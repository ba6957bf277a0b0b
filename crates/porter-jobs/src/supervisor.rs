//! Worker supervision.
//!
//! Each accepted job runs on its own task with a cancellation token the
//! worker observes at every suspension point; the token, not a process
//! kill, is how both user cancellation and the watchdog stop a job. The
//! supervisor records the worker's handle in the job record before the
//! worker can publish any progress, so a cancellation request always has
//! a handle to signal once the record shows one.

use std::future::Future;
use std::sync::Arc;

use chrono::{Duration, Utc};
use dashmap::DashMap;
use tokio_util::sync::CancellationToken;
use uuid::Uuid;

use porter_core::config::jobs::JobsConfig;
use porter_core::result::AppResult;
use porter_core::types::{JobKind, JobStatus, Ticket};

use crate::store::JobStore;
use crate::watchdog;

/// Successful completion of a work function.
#[derive(Debug, Clone)]
pub struct JobOutcome {
    /// Machine outcome code recorded on the finished record.
    pub status_code: u16,
    /// Human-readable final message.
    pub message: String,
}

/// Handle to a running worker, kept for later signaling.
#[derive(Debug, Clone)]
struct WorkerHandle {
    worker_id: Uuid,
    cancel: CancellationToken,
}

/// Starts job work functions and their paired watchdogs.
#[derive(Debug)]
pub struct WorkerSupervisor {
    store: Arc<JobStore>,
    handles: Arc<DashMap<Ticket, WorkerHandle>>,
    config: JobsConfig,
}

impl WorkerSupervisor {
    /// Create a supervisor over `store`.
    pub fn new(store: Arc<JobStore>, config: JobsConfig) -> Self {
        Self {
            store,
            handles: Arc::new(DashMap::new()),
            config,
        }
    }

    /// The job supervision configuration.
    pub fn config(&self) -> &JobsConfig {
        &self.config
    }

    /// Start `work` for `ticket` and exactly one paired watchdog.
    ///
    /// The worker handle is written into the job record before either task
    /// starts; this write happens-before any progress write by the worker.
    /// The worker must tolerate being signaled before it has produced any
    /// partial output.
    pub fn spawn<Fut>(&self, ticket: Ticket, work: Fut) -> AppResult<()>
    where
        Fut: Future<Output = AppResult<JobOutcome>> + Send + 'static,
    {
        let worker_id = Uuid::new_v4();
        let cancel = CancellationToken::new();

        self.store
            .update(&ticket, |record| record.worker_id = Some(worker_id))?;
        self.handles.insert(
            ticket.clone(),
            WorkerHandle {
                worker_id,
                cancel: cancel.clone(),
            },
        );

        let failed_retention = Duration::hours(self.config.failed_retention_hours as i64);

        let store = Arc::clone(&self.store);
        let handles = Arc::clone(&self.handles);
        let worker_ticket = ticket.clone();
        let worker_cancel = cancel.clone();
        tokio::spawn(async move {
            tokio::select! {
                _ = worker_cancel.cancelled() => {
                    // The watchdog finalizes before cancelling, so this
                    // write only lands for user-initiated cancellation.
                    let kind = store
                        .read(&worker_ticket)
                        .map(|r| r.kind)
                        .unwrap_or(JobKind::Download);
                    let wrote = store.finalize(
                        &worker_ticket,
                        JobStatus::Failed,
                        499,
                        format!("{} was cancelled by the user", kind_label(kind)),
                        Some(Utc::now() + failed_retention),
                    );
                    if matches!(wrote, Ok(true)) {
                        tracing::info!(ticket = %worker_ticket, "Job cancelled by the user");
                    }
                }
                result = work => {
                    match result {
                        Ok(outcome) => {
                            let _ = store.finalize(
                                &worker_ticket,
                                JobStatus::Finished,
                                outcome.status_code,
                                outcome.message,
                                None,
                            );
                            tracing::info!(ticket = %worker_ticket, "Job finished");
                        }
                        Err(err) => {
                            let _ = store.finalize(
                                &worker_ticket,
                                JobStatus::Failed,
                                err.status_code(),
                                err.message.clone(),
                                Some(Utc::now() + failed_retention),
                            );
                            tracing::warn!(
                                ticket = %worker_ticket,
                                code = err.status_code(),
                                "Job failed: {}",
                                err.message
                            );
                        }
                    }
                }
            }
            // The record is terminal either way; the handle has nothing
            // left to signal.
            handles.remove(&worker_ticket);
        });

        let store = Arc::clone(&self.store);
        let watchdog_ticket = ticket;
        let deadline = std::time::Duration::from_secs(self.config.deadline_seconds);
        let poll = std::time::Duration::from_secs(self.config.watchdog_poll_seconds);
        tokio::spawn(async move {
            watchdog::supervise(store, watchdog_ticket, cancel, deadline, poll, failed_retention)
                .await;
        });

        Ok(())
    }

    /// The recorded worker id for a ticket, if the worker has started.
    pub fn worker_id(&self, ticket: &Ticket) -> Option<Uuid> {
        self.handles.get(ticket).map(|h| h.worker_id)
    }

    /// Signal a ticket's worker to stop. Returns `false` when no handle
    /// has been recorded yet.
    pub fn cancel(&self, ticket: &Ticket) -> bool {
        match self.handles.get(ticket) {
            Some(handle) => {
                handle.cancel.cancel();
                true
            }
            None => false,
        }
    }
}

fn kind_label(kind: JobKind) -> &'static str {
    match kind {
        JobKind::Download => "Download",
        JobKind::Upload => "Upload",
        JobKind::Transfer => "Transfer",
    }
}

#[cfg(test)]
mod tests {
    use super::*;
    use porter_core::error::AppError;
    use porter_core::types::JobRecord;

    fn setup(config: JobsConfig) -> (Arc<JobStore>, WorkerSupervisor, Ticket) {
        let store = Arc::new(JobStore::new());
        let ticket = Ticket::for_download("token");
        store
            .create(
                ticket.clone(),
                JobRecord::in_progress(
                    JobKind::Download,
                    "digest",
                    "The server is processing the request.",
                    Duration::hours(120),
                ),
            )
            .expect("create");
        let supervisor = WorkerSupervisor::new(Arc::clone(&store), config);
        (store, supervisor, ticket)
    }

    async fn wait_terminal(store: &JobStore, ticket: &Ticket) -> porter_core::types::JobRecord {
        for _ in 0..200 {
            let record = store.read(ticket).expect("read");
            if record.is_terminal() {
                return record;
            }
            tokio::time::sleep(std::time::Duration::from_millis(10)).await;
        }
        panic!("job never reached a terminal state");
    }

    #[tokio::test]
    async fn test_successful_work_finishes_record() {
        let (store, supervisor, ticket) = setup(JobsConfig::default());
        supervisor
            .spawn(ticket.clone(), async {
                Ok(JobOutcome {
                    status_code: 200,
                    message: "Download successful".to_string(),
                })
            })
            .expect("spawn");

        let record = wait_terminal(&store, &ticket).await;
        assert_eq!(record.status, JobStatus::Finished);
        assert_eq!(record.status_code, Some(200));
        assert!(record.worker_id.is_some());
    }

    #[tokio::test]
    async fn test_failed_work_records_error_code() {
        let (store, supervisor, ticket) = setup(JobsConfig::default());
        supervisor
            .spawn(ticket.clone(), async {
                Err::<JobOutcome, _>(AppError::target("Token is invalid", 401))
            })
            .expect("spawn");

        let record = wait_terminal(&store, &ticket).await;
        assert_eq!(record.status, JobStatus::Failed);
        assert_eq!(record.status_code, Some(401));
    }

    #[tokio::test]
    async fn test_cancel_interrupts_worker() {
        let (store, supervisor, ticket) = setup(JobsConfig::default());
        supervisor
            .spawn(ticket.clone(), async {
                tokio::time::sleep(std::time::Duration::from_secs(3600)).await;
                Ok(JobOutcome {
                    status_code: 200,
                    message: "never".to_string(),
                })
            })
            .expect("spawn");

        assert!(supervisor.cancel(&ticket));
        let record = wait_terminal(&store, &ticket).await;
        assert_eq!(record.status, JobStatus::Failed);
        assert_eq!(record.status_code, Some(499));
        assert!(record.message.contains("cancelled by the user"));
    }

    #[tokio::test]
    async fn test_handle_is_released_after_completion() {
        let (store, supervisor, ticket) = setup(JobsConfig::default());
        supervisor
            .spawn(ticket.clone(), async {
                Ok(JobOutcome {
                    status_code: 200,
                    message: "Download successful".to_string(),
                })
            })
            .expect("spawn");

        wait_terminal(&store, &ticket).await;
        for _ in 0..200 {
            if supervisor.worker_id(&ticket).is_none() {
                break;
            }
            tokio::time::sleep(std::time::Duration::from_millis(10)).await;
        }
        assert!(supervisor.worker_id(&ticket).is_none());
        assert!(!supervisor.cancel(&ticket));
    }

    #[tokio::test]
    async fn test_cancel_without_handle_reports_false() {
        let (_store, supervisor, _ticket) = setup(JobsConfig::default());
        assert!(!supervisor.cancel(&Ticket::for_download("other")));
    }

    #[tokio::test]
    async fn test_watchdog_times_out_hung_worker() {
        let config = JobsConfig {
            deadline_seconds: 0,
            watchdog_poll_seconds: 0,
            ..JobsConfig::default()
        };
        let (store, supervisor, ticket) = setup(config);
        supervisor
            .spawn(ticket.clone(), async {
                tokio::time::sleep(std::time::Duration::from_secs(3600)).await;
                Ok(JobOutcome {
                    status_code: 200,
                    message: "never".to_string(),
                })
            })
            .expect("spawn");

        let record = wait_terminal(&store, &ticket).await;
        assert_eq!(record.status, JobStatus::Failed);
        assert_eq!(record.status_code, Some(504));
        assert_eq!(record.message, crate::watchdog::TIMEOUT_MESSAGE);
    }
}
//! Application state shared across all handlers.

use std::sync::Arc;

use porter_core::config::AppConfig;
use porter_core::error::AppError;
use porter_core::result::AppResult;
use porter_jobs::{JobStore, WorkerSupervisor};
use porter_pipeline::Workdirs;
use porter_targets::{LocalDirAdapter, TargetCapabilities, TargetRegistry};

/// Application state containing all shared dependencies.
///
/// Passed to every Axum handler via `State<AppState>`. All fields are
/// `Arc`-wrapped for cheap cloning across tasks.
#[derive(Debug, Clone)]
pub struct AppState {
    /// Application configuration.
    pub config: Arc<AppConfig>,
    /// Ticket-keyed job record store.
    pub store: Arc<JobStore>,
    /// Worker and watchdog supervisor.
    pub supervisor: Arc<WorkerSupervisor>,
    /// Static target capability table.
    pub registry: Arc<TargetRegistry>,
    /// Per-ticket working directory factory.
    pub workdirs: Workdirs,
}

impl AppState {
    /// Build the full state from configuration, registering every
    /// configured target.
    pub fn from_config(config: AppConfig) -> AppResult<Self> {
        let store = Arc::new(JobStore::new());
        let supervisor = Arc::new(WorkerSupervisor::new(
            Arc::clone(&store),
            config.jobs.clone(),
        ));
        let registry = Arc::new(build_registry(&config)?);
        let workdirs = Workdirs::new(config.storage.data_root.clone());

        Ok(Self {
            config: Arc::new(config),
            store,
            supervisor,
            registry,
            workdirs,
        })
    }
}

/// Construct the capability table from the configured target definitions.
fn build_registry(config: &AppConfig) -> AppResult<TargetRegistry> {
    let mut registry = TargetRegistry::new();
    for definition in &config.targets {
        match definition.kind.as_str() {
            "localdir" => {
                let adapter = LocalDirAdapter::new(
                    definition.name.clone(),
                    std::path::Path::new(&definition.root),
                    definition.nested_hierarchy,
                );
                registry.register(
                    Arc::new(adapter),
                    TargetCapabilities {
                        download: definition.allow_download,
                        upload: definition.allow_upload,
                    },
                );
            }
            other => {
                return Err(AppError::configuration(format!(
                    "Unknown target kind '{other}' for target '{}'",
                    definition.name
                )));
            }
        }
    }
    Ok(registry)
}
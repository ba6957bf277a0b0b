//! Request and response bodies.

use serde::{Deserialize, Serialize};
use serde_json::json;

use porter_core::types::{JobRecord, JobStatus, Ticket};

/// Message shown while a job record has nothing more specific to say.
pub const PROCESSING_MESSAGE: &str = "The server is processing the request.";

/// Body of every `202 Accepted` job creation response.
#[derive(Debug, Clone, Serialize, Deserialize)]
pub struct JobCreatedResponse {
    /// Ticket identifying the job.
    pub ticket_number: String,
    /// Initial status message.
    pub message: String,
    /// Path to poll for status.
    pub job_link: String,
}

impl JobCreatedResponse {
    /// Standard creation body for `ticket`.
    pub fn new(ticket: &Ticket) -> Self {
        Self {
            ticket_number: ticket.to_string(),
            message: PROCESSING_MESSAGE.to_string(),
            job_link: format!("/api/jobs/{ticket}"),
        }
    }
}

/// Body of `POST /api/transfers`.
#[derive(Debug, Clone, Deserialize)]
pub struct TransferRequest {
    /// Source target name.
    pub source_target: String,
    /// Resource to move off the source.
    pub source_resource_id: String,
    /// Destination target name.
    pub destination_target: String,
    /// Existing destination container, or absent for a new one.
    #[serde(default)]
    pub destination_resource_id: Option<String>,
    /// `"ignore"` or `"update"`; defaults to `"ignore"`.
    #[serde(default)]
    pub duplicate_policy: Option<String>,
}

/// Query parameters of the upload route.
#[derive(Debug, Clone, Default, Deserialize)]
pub struct UploadParams {
    /// Existing destination container, or absent for a new one.
    #[serde(default)]
    pub resource_id: Option<String>,
    /// `"ignore"` or `"update"`; defaults to `"ignore"`.
    #[serde(default)]
    pub duplicate_policy: Option<String>,
}

/// The polled representation of a job record.
///
/// `result` appears only once the job has finished; failed jobs surface
/// their terminal code in `status_code` under an HTTP 500.
pub fn status_body(record: &JobRecord) -> serde_json::Value {
    let mut body = json!({
        "kind": record.kind,
        "status": record.status,
        "status_code": record.status_code,
        "message": record.message,
        "percent_complete": record.percent(),
        "created_at": record.created_at,
        "expiration": record.expiration,
    });
    if let Some(download) = &record.download {
        body["download"] = json!(download);
    }
    if let Some(upload) = &record.upload {
        body["upload"] = json!(upload);
    }
    if record.status == JobStatus::Finished {
        body["result"] = record.result.clone().unwrap_or(serde_json::Value::Null);
    }
    body
}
________________________________________
▸ Problem statement: Above are some records. Report the number of their lines that include "wrote", and add nothing else.

▸ Solved problem: 2